Abstract

INTRODUCTION: Dyssynergic defecation (DD) symptoms are common in patients with inflammatory bowel disease (IBD). Biofeedback (BFB) is a standard of care treatment for DD, however, few studies have evaluated its efficacy in IBD patients with DD. CASE DESCRIPTION/METHODS: This is a case series that looks at 5 patients with IBD who were enrolled in BFB for DD between 2015 to 2018 at a tertiary referral motility program. All patients had greater than two sessions, survey and high resolution anorectal manometry (HR-ARM) data were collected at baseline and during each DD BFB visit. The Rao protocol for BFB is a physician-led program that consists of an active phase with the number of sessions tailored to each patient’s progress, followed by refresher sessions.
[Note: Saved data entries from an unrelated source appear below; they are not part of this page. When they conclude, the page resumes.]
//! Read-through result caches for search and suggest

use crate::search::analysis::normalize;
use crate::search::config::SearchConfig;
use crate::search::query::{SearchQuery, SearchResponse, SuggestQuery, SuggestResponse};
use moka::future::Cache;
use std::time::Duration;

/// TTL-bounded caches keyed by normalized request parameters.
///
/// There is no invalidation on content mutation; staleness is bounded by
/// the TTLs alone.
#[derive(Clone)]
pub struct ResultCache {
    search: Cache<String, SearchResponse>,
    suggest: Cache<String, SuggestResponse>,
}

impl ResultCache {
    pub fn new(capacity: u64, search_ttl: Duration, suggest_ttl: Duration) -> Self {
        Self {
            search: Cache::builder()
                .max_capacity(capacity)
                .time_to_live(search_ttl)
                .build(),
            suggest: Cache::builder()
                .max_capacity(capacity)
                .time_to_live(suggest_ttl)
                .build(),
        }
    }

    pub fn from_config(config: &SearchConfig) -> Self {
        Self::new(
            config.cache_capacity,
            Duration::from_secs(config.search_cache_ttl_secs),
            Duration::from_secs(config.suggest_cache_ttl_secs),
        )
    }

    pub async fn get_search(&self, query: &SearchQuery) -> Option<SearchResponse> {
        self.search.get(&search_key(query)).await
    }

    pub async fn put_search(&self, query: &SearchQuery, response: SearchResponse) {
        self.search.insert(search_key(query), response).await;
    }

    pub async fn get_suggest(&self, query: &SuggestQuery) -> Option<SuggestResponse> {
        self.suggest.get(&suggest_key(query)).await
    }

    pub async fn put_suggest(&self, query: &SuggestQuery, response: SuggestResponse) {
        self.suggest.insert(suggest_key(query), response).await;
    }

    pub fn invalidate_all(&self) {
        self.search.invalidate_all();
        self.suggest.invalidate_all();
    }

    pub fn entry_count(&self) -> u64 {
        self.search.entry_count() + self.suggest.entry_count()
    }
}

/// Stable key over every search parameter; `q` is folded so that spelling
/// variants the index treats alike share an entry
pub fn search_key(query: &SearchQuery) -> String {
    let key = SearchQuery {
        q: normalize(&query.q),
        genre: query.genre.as_deref().map(normalize),
        country: query.country.as_deref().map(normalize),
        ..query.clone()
    };
    format!("search:{}", serde_json::to_string(&key).unwrap_or_default())
}

pub fn suggest_key(query: &SuggestQuery) -> String {
    format!("suggest:{}:{}", query.limit, normalize(&query.q))
}
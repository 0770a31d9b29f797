//! Text normalization shared by the fallback path, cache keys and suggestion inputs
//!
//! Mirrors the `persian_normalized` analyzer installed on the index (lowercase,
//! Arabic/Persian letter folding, diacritic and tatweel removal, decimal digit
//! folding, ZWNJ as a word break) so that degraded-mode matching behaves close
//! to what the index would return.

/// Fold a single character the way the index analyzers do.
///
/// Returns `None` for characters the analyzers strip entirely.
fn fold_char(ch: char) -> Option<char> {
    match ch {
        // Alef variants
        'أ' | 'إ' | 'آ' | 'ٱ' => Some('ا'),
        // Arabic yeh and alef maksura to Persian yeh
        'ي' | 'ى' | 'ئ' => Some('ی'),
        'ك' => Some('ک'),
        'ة' | 'ۀ' => Some('ه'),
        'ؤ' => Some('و'),
        // Tatweel, harakat and superscript alef
        '\u{0640}' | '\u{064B}'..='\u{065F}' | '\u{0670}' => None,
        // ZWNJ separates words in Persian compounds
        '\u{200C}' => Some(' '),
        // Zero width joiner and BOM
        '\u{200D}' | '\u{FEFF}' => None,
        // Persian and Arabic-Indic digits
        '۰'..='۹' => char::from_digit(ch as u32 - '۰' as u32, 10),
        '٠'..='٩' => char::from_digit(ch as u32 - '٠' as u32, 10),
        _ => Some(ch),
    }
}

/// Normalize text for case- and script-insensitive comparison.
///
/// Whitespace runs collapse to a single space and the result is trimmed.
pub fn normalize(text: &str) -> String {
    let mut out = String::with_capacity(text.len());
    let mut pending_space = false;

    for c in text.chars().filter_map(fold_char).flat_map(char::to_lowercase) {
        if c.is_whitespace() {
            pending_space = !out.is_empty();
            continue;
        }
        if pending_space {
            out.push(' ');
            pending_space = false;
        }
        out.push(c);
    }

    out
}

/// Case-insensitive substring test. `needle` must already be normalized.
pub fn contains_normalized(haystack: &str, needle: &str) -> bool {
    needle.is_empty() || normalize(haystack).contains(needle)
}

/// Byte offset in `text` where a normalized match of `prefix` ends.
///
/// Returns `None` if `text` does not start with `prefix` after folding.
pub fn matched_prefix_end(text: &str, prefix: &str) -> Option<usize> {
    let wanted: Vec<char> = normalize(prefix).chars().collect();
    if wanted.is_empty() {
        return None;
    }

    let mut matched = 0;
    let mut previous_space = true;

    for (idx, ch) in text.char_indices() {
        for folded in fold_char(ch).into_iter().flat_map(char::to_lowercase) {
            // Collapse whitespace runs the same way `normalize` does
            if folded.is_whitespace() {
                if previous_space {
                    continue;
                }
                previous_space = true;
                if wanted.get(matched) == Some(&' ') {
                    matched += 1;
                    continue;
                }
                return None;
            }
            previous_space = false;

            if wanted.get(matched) == Some(&folded) {
                matched += 1;
            } else {
                return None;
            }
        }

        if matched == wanted.len() {
            return Some(idx + ch.len_utf8());
        }
    }

    None
}
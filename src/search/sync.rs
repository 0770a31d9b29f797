//! Fire-and-forget propagation of content mutations into the index

use crate::metrics;
use crate::models::Content;
use crate::search::client::DeleteOutcome;
use crate::search::index::{indexable_document, IndexManager};
use std::sync::Arc;
use tokio::task::JoinHandle;

/// Pushes single-document writes to the index without blocking the caller.
///
/// Failures are logged and counted, never returned: the primary store is the
/// source of truth and the next full reindex repairs any drift.
#[derive(Clone)]
pub struct IndexSynchronizer {
    manager: Arc<IndexManager>,
}

impl IndexSynchronizer {
    pub fn new(manager: Arc<IndexManager>) -> Self {
        Self { manager }
    }

    /// Create or replace the document for `content`
    pub fn index_document(&self, content: &Content) -> JoinHandle<()> {
        if !self.manager.is_connected() {
            tracing::debug!(content_id = %content.id, "Search backend disconnected, skipping index");
            return tokio::spawn(async {});
        }

        let document = match indexable_document(content) {
            Ok(document) => document,
            Err(e) => {
                tracing::warn!(error = %e, "Content cannot be indexed");
                metrics::record_index_operation("index", false);
                return tokio::spawn(async {});
            }
        };
        let manager = Arc::clone(&self.manager);

        tokio::spawn(async move {
            let refresh = manager.config().refresh_on_write;
            match manager
                .backend()
                .put_document(manager.index_name(), &document, refresh)
                .await
            {
                Ok(()) => {
                    tracing::debug!(content_id = %document.id, "Indexed content");
                    metrics::record_index_operation("index", true);
                }
                Err(e) => {
                    tracing::error!(content_id = %document.id, error = %e, "Failed to index content");
                    metrics::record_index_operation("index", false);
                }
            }
        })
    }

    /// Remove the document for `id`; a missing document counts as success
    pub fn remove_document(&self, id: &str) -> JoinHandle<()> {
        if !self.manager.is_connected() {
            tracing::debug!(content_id = %id, "Search backend disconnected, skipping removal");
            return tokio::spawn(async {});
        }

        let id = id.to_string();
        let manager = Arc::clone(&self.manager);

        tokio::spawn(async move {
            let refresh = manager.config().refresh_on_write;
            match manager
                .backend()
                .delete_document(manager.index_name(), &id, refresh)
                .await
            {
                Ok(DeleteOutcome::Deleted) => {
                    tracing::debug!(content_id = %id, "Removed content from index");
                    metrics::record_index_operation("remove", true);
                }
                Ok(DeleteOutcome::NotFound) => {
                    tracing::debug!(content_id = %id, "Content was not indexed");
                    metrics::record_index_operation("remove", true);
                }
                Err(e) => {
                    tracing::error!(content_id = %id, error = %e, "Failed to remove content");
                    metrics::record_index_operation("remove", false);
                }
            }
        })
    }
}
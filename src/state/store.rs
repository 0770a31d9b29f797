use crate::error::{AppError, Result};
use crate::models::Content;
use crate::state::ContentStore;
use async_trait::async_trait;
use dashmap::DashMap;
use std::path::Path;
use std::sync::Arc;

/// In-memory content store (for the CLI and testing)
#[derive(Clone)]
pub struct InMemoryStore {
    contents: Arc<DashMap<String, Content>>,
}

impl InMemoryStore {
    pub fn new() -> Self {
        Self {
            contents: Arc::new(DashMap::new()),
        }
    }

    /// Build a store pre-populated with the given records
    pub fn from_contents(contents: impl IntoIterator<Item = Content>) -> Self {
        let store = Self::new();
        for content in contents {
            store.contents.insert(content.id.clone(), content);
        }
        store
    }

    /// Load a JSON array of content records from disk
    pub fn load_json(path: &Path) -> Result<Self> {
        let raw = std::fs::read_to_string(path)?;
        let contents: Vec<Content> = serde_json::from_str(&raw)?;
        tracing::info!(path = ?path, records = contents.len(), "Loaded catalog snapshot");
        Ok(Self::from_contents(contents))
    }

    /// Insert or replace a record
    pub fn save_content(&self, content: Content) {
        tracing::debug!(content_id = %content.id, "Content saved");
        self.contents.insert(content.id.clone(), content);
    }

    /// Remove a record
    pub fn delete_content(&self, id: &str) -> Result<Content> {
        self.contents
            .remove(id)
            .map(|(_, content)| {
                tracing::debug!(content_id = %id, "Content deleted");
                content
            })
            .ok_or_else(|| AppError::NotFound(format!("Content {} not found", id)))
    }

    pub fn len(&self) -> usize {
        self.contents.len()
    }

    pub fn is_empty(&self) -> bool {
        self.contents.is_empty()
    }
}

impl Default for InMemoryStore {
    fn default() -> Self {
        Self::new()
    }
}

#[async_trait]
impl ContentStore for InMemoryStore {
    async fn get_content(&self, id: &str) -> Result<Option<Content>> {
        Ok(self.contents.get(id).map(|entry| entry.clone()))
    }

    async fn list_published(&self) -> Result<Vec<Content>> {
        let mut contents: Vec<Content> = self
            .contents
            .iter()
            .filter(|entry| entry.value().is_published())
            .map(|entry| entry.value().clone())
            .collect();

        // Stable order so batch boundaries are reproducible
        contents.sort_by(|a, b| a.id.cmp(&b.id));
        Ok(contents)
    }
}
A solid state HR-ARM catheter is utilized with sensors in the rectum/pouch and anal canal. Stool retention simulation consists of inflation of a rectal balloon during manometry based BFB. A total of 5 patients were identified for this case series. The average age of the patients was 46 years. Of these 5 patients, 3 had Crohn’s disease and 2 had ulcerative colitis. After completion of BFB, IBD patients experienced a significant improvement in stool form (Bristol stool scale type 2 to 6, P = 0.01), rise in the defecation index (intrarectal/pouch pressure divided by intra-anal pressure during simulated defecation; 0.39 to 0.81, P = 0.04), and complete resolution of DD with a rectal balloon inflated to simulate stool present in the rectum/pouch on final BFB session (P < 0.01). IBD patients did not report a significant improvement in global bowel satisfaction rating on a 10-point Likert scale (2.2 to 3.6, P = 0.22). DISCUSSION: Biofeedback with the Rao protocol in conjunction with use of HR-ARM catheters shows efficacy in the correction of dyssynergia pattern, leading to improvement in objective measures such as defecation index and stool form on diary in IBD patients. Subjective improvement in global bowel satisfaction rating was less than the non-IBD cohort. In conclusion, patients with IBD who are found to have DD should be given consideration for enrollment in a BFB program, which is a labor-intensive approach but has no adverse effects.